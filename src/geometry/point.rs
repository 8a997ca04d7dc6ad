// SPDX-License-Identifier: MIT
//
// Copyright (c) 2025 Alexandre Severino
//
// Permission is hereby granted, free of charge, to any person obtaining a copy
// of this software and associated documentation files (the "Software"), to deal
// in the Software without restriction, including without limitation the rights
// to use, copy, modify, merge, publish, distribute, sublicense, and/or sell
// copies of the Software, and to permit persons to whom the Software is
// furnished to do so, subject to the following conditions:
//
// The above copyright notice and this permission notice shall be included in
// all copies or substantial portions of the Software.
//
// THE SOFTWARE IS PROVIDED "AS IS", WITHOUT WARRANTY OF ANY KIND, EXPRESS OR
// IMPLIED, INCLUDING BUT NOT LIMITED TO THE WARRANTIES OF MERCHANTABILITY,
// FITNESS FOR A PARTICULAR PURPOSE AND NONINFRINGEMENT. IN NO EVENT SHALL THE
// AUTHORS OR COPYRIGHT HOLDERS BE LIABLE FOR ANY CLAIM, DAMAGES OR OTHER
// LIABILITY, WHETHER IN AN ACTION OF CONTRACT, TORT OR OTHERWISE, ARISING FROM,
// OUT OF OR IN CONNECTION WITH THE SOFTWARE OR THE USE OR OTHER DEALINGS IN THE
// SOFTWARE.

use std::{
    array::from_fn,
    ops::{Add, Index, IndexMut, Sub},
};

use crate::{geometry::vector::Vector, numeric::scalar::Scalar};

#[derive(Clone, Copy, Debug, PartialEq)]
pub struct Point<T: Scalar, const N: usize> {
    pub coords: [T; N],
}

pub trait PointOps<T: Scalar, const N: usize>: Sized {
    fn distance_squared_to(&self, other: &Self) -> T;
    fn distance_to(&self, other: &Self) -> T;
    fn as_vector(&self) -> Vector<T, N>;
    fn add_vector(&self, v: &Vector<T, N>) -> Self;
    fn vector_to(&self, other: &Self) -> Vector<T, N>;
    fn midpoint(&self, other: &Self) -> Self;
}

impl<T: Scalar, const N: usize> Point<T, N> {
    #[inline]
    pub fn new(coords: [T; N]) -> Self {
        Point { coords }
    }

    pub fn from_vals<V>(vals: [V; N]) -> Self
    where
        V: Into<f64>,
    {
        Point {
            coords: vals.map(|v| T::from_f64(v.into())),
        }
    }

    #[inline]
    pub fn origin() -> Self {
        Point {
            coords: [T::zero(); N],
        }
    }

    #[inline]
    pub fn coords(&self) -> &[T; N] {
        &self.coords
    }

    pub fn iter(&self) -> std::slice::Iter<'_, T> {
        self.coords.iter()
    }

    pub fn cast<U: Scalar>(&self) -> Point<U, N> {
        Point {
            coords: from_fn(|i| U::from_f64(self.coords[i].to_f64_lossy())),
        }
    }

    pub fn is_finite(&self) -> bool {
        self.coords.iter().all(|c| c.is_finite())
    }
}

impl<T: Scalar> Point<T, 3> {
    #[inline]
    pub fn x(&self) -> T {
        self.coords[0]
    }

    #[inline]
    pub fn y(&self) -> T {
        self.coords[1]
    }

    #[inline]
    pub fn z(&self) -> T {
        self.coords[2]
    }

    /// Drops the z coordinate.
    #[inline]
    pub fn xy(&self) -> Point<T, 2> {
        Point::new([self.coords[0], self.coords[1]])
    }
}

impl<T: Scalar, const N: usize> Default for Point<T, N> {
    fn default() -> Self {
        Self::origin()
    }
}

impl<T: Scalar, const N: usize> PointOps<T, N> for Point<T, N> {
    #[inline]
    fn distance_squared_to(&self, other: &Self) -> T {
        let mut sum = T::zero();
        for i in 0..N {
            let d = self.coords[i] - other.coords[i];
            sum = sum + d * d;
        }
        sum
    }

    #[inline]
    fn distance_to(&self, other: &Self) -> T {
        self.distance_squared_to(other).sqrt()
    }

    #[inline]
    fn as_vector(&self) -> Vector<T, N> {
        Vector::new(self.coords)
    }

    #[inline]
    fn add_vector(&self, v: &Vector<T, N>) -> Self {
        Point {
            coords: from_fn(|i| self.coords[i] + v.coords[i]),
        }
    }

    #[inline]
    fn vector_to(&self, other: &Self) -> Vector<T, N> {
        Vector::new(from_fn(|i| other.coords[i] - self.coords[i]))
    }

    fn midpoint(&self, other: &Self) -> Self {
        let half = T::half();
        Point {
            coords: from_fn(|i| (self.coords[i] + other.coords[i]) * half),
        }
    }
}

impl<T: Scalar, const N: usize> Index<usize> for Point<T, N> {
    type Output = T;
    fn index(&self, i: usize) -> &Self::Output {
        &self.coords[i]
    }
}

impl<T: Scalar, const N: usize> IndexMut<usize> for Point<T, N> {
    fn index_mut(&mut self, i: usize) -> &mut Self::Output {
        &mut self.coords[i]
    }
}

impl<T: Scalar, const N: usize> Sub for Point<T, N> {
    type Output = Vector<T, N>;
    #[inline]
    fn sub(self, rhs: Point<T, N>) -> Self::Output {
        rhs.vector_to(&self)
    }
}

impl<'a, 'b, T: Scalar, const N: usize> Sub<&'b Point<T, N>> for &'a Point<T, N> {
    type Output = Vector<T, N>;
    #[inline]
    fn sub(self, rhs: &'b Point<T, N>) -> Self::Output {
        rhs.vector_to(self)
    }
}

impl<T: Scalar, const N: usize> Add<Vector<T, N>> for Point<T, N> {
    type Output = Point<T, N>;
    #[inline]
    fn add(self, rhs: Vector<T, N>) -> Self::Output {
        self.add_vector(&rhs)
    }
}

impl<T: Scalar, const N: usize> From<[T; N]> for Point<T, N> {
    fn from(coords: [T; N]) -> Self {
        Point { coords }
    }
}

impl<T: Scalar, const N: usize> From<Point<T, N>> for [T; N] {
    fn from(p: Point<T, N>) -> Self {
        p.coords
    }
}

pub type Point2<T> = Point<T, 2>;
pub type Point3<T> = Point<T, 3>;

++++++

### TASK STATEMENT
Of the lines above, output exactly those from the line bearing "impl<T: Scalar, const N: usize> IndexMut<usize>" through the line bearing "impl<T: Scalar, const N: usize> From<[T;", inclusive.

### SOLVED PROBLEM
impl<T: Scalar, const N: usize> IndexMut<usize> for Point<T, N> {
    fn index_mut(&mut self, i: usize) -> &mut Self::Output {
        &mut self.coords[i]
    }
}

impl<T: Scalar, const N: usize> Sub for Point<T, N> {
    type Output = Vector<T, N>;
    #[inline]
    fn sub(self, rhs: Point<T, N>) -> Self::Output {
        rhs.vector_to(&self)
    }
}

impl<'a, 'b, T: Scalar, const N: usize> Sub<&'b Point<T, N>> for &'a Point<T, N> {
    type Output = Vector<T, N>;
    #[inline]
    fn sub(self, rhs: &'b Point<T, N>) -> Self::Output {
        rhs.vector_to(self)
    }
}

impl<T: Scalar, const N: usize> Add<Vector<T, N>> for Point<T, N> {
    type Output = Point<T, N>;
    #[inline]
    fn add(self, rhs: Vector<T, N>) -> Self::Output {
        self.add_vector(&rhs)
    }
}

impl<T: Scalar, const N: usize> From<[T; N]> for Point<T, N> {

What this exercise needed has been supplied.